Out Walking

October 25, 2021
Loch Leven
Walking the west highland way



It’s funny the things you notice when you are out and about. Walking along my favourite stretch of The Great Ouse in Cambridgeshire, my favourite because it is 10 mins away from my house and a fantastic escape from the rigours of daily life.


When you are pit walking at this time of year the first thing are the colours of this time of year, I have mentioned before the richness and fullness of the colours. Almost over saturated but filling the eyes with a feast. Yes, they are green and yes, they are shades of green but there is a hidden depth there. An orange-reddish tinge that is only just coming through and signalling the time of year. It adds to the natural beauty of the area. Soon this colour will dominate for a period before the leaves are blown down from the branches.

The grass will stop growing and the other plants will die back, but now they have a ripe fullness to them, and they crowd out onto the path. A display of both flowers and seeds some downy, some in pods. They all cram themselves into the land between the river and the path. Bursting over both, full of life and death at the same time. The race to produce fruit and seed over. That job done now there is the time before they move on to regenerate next year.

This year has been a good year warm and wet for long periods, so the plants have been bountiful.


The ever-present wind of the fens is here. Rarely is there not a breeze no matter how slight. Today it is a strong breeze that moves trees and plants alike. The backs of the leave are showing as the branches sway back and forth. The Rustle of the leaves is a pervasive sound. From a gentle hiss to a giant roar as the wind pushes its way through the trees. Apparently, it is going to rain the backs of the leaves are showing?

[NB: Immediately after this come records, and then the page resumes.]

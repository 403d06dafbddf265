//! # OrderProducts Client
//!
//! Client for the order↔product association rows. Rows are keyed by the
//! (order, product) pair rather than a surrogate id, so this client talks
//! to the gateway's raw JSON helpers instead of the uniform resource
//! surface.

use crate::model::{OrderId, OrderProduct, ProductId};
use snackbar_gateway::{to_json_array, Gateway, GatewayError};
use tracing::{debug, instrument};

#[derive(Clone)]
pub struct OrderProductsClient {
    gateway: Gateway,
}

impl OrderProductsClient {
    pub fn new(gateway: &Gateway) -> Self {
        Self {
            gateway: gateway.clone(),
        }
    }

    /// Every association row of one order. A null or empty body is an order
    /// without products, not an error.
    #[instrument(skip(self))]
    pub async fn rows_for_order(
        &self,
        order_id: OrderId,
    ) -> Result<Vec<OrderProduct>, GatewayError> {
        debug!("Sending request");
        let rows = self
            .gateway
            .fetch_json::<Vec<OrderProduct>>(format!("api/OrderProducts/{order_id}"))
            .await?;
        Ok(rows.unwrap_or_default())
    }

    /// Create rows in bulk.
    #[instrument(skip(self, rows))]
    pub async fn create_rows(&self, rows: &[OrderProduct]) -> Result<(), GatewayError> {
        debug!(count = rows.len(), "Sending request");
        self.gateway
            .post_json("api/OrderProducts/".to_string(), to_json_array(rows)?)
            .await
            .map(|_| ())
    }

    /// Replace every row of one order with the given set.
    #[instrument(skip(self, rows))]
    pub async fn replace_for_order(
        &self,
        order_id: OrderId,
        rows: &[OrderProduct],
    ) -> Result<(), GatewayError> {
        debug!(count = rows.len(), "Sending request");
        self.gateway
            .put_json(
                format!("api/OrderProducts/AllOrderProducts/{order_id}"),
                to_json_array(rows)?,
            )
            .await
    }

    /// Delete one row.
    #[instrument(skip(self))]
    pub async fn delete_row(
        &self,
        order_id: OrderId,
        product_id: ProductId,
    ) -> Result<(), GatewayError> {
        debug!("Sending request");
        self.gateway
            .delete_at(format!("api/OrderProducts/{order_id}/{product_id}"))
            .await
    }
}
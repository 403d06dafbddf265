//! # ApiClient Trait
//!
//! Provides a common interface for resource-specific clients, adding default
//! `list`, `get`, `delete` and `exists` methods built on top of a generic
//! [`ResourceEndpoint`].
//!
//! Each client in the application crate implements this trait once and then
//! only writes the methods that are specific to its entity kind (custom
//! routes, composed reads, domain payloads).

use crate::endpoint::ResourceEndpoint;
use crate::error::GatewayError;
use crate::resource::ApiResource;
use async_trait::async_trait;

/// Trait for resource-specific clients to inherit the uniform read and
/// delete operations.
#[async_trait]
pub trait ApiClient<T: ApiResource>: Send + Sync {
    /// Access the inner generic endpoint.
    fn endpoint(&self) -> &ResourceEndpoint<T>;

    /// Fetch the full collection.
    #[tracing::instrument(skip(self))]
    async fn list(&self) -> Result<Vec<T>, GatewayError> {
        tracing::debug!("Sending request");
        self.endpoint().list().await
    }

    /// Fetch an entity by id; `Ok(None)` when the remote does not have it.
    #[tracing::instrument(skip(self))]
    async fn get(&self, id: &T::Id) -> Result<Option<T>, GatewayError> {
        tracing::debug!("Sending request");
        self.endpoint().get(id).await
    }

    /// Delete an entity by id.
    #[tracing::instrument(skip(self))]
    async fn delete(&self, id: &T::Id) -> Result<(), GatewayError> {
        tracing::debug!("Sending request");
        self.endpoint().delete(id).await
    }

    /// Whether the entity exists remotely.
    #[tracing::instrument(skip(self))]
    async fn exists(&self, id: &T::Id) -> Result<bool, GatewayError> {
        self.endpoint().exists(id).await
    }
}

The surface of the river gets disturbed, small ripples form on and for a moment it looks like it is flowing backwards. This is a clean wind. It’s nice to stand and feel it around my face catching my breath and cutting through the jumper I am wearing. To watch the boats, move up and down on their moorings, or ploughing their way through the river the bow of the boat creating a wash that flows out and undulates on the bank moving the reeds about. A bit more of the river slides into the current to be deposited further along.

It makes a change to have a nearly cloudless sky, not good for photography but good for walking and brings a “gladness” to the spirit. The monotone featureless grey sky casts a gloom over everything. It is said that we, as photographers, can never hope to have the right conditions for good images, but I contend, and always have, you make the most of what you have. You go out and see what you can see, if you can’t take an image, well you have still been out and that must be good for mind and body.


Smells. The smell of, if not rotting, but aged vegetation, mixed in with 2 and 4 stroke engines from the boats that cruise the river. In the morning sometimes there is the smell of bacon wafting over the landscape. Coming from, once again, the boaters. Fresh cut grass and latterly hay are powerful reminders of the changing seasons. That and cow dung. Cows have a curious scent all of their own but you have to be quite close to actually smell it.

The landscape around us is constantly changing, moving, evolving. It changes with the weather, with the time of year and the time of day. The sights sound and smells should captivate us on their own. They should grasp us, and as photographers, we should see the changes, not just the spectacle one but all the minutiae that goes into making this world as beautiful and diverse as it is.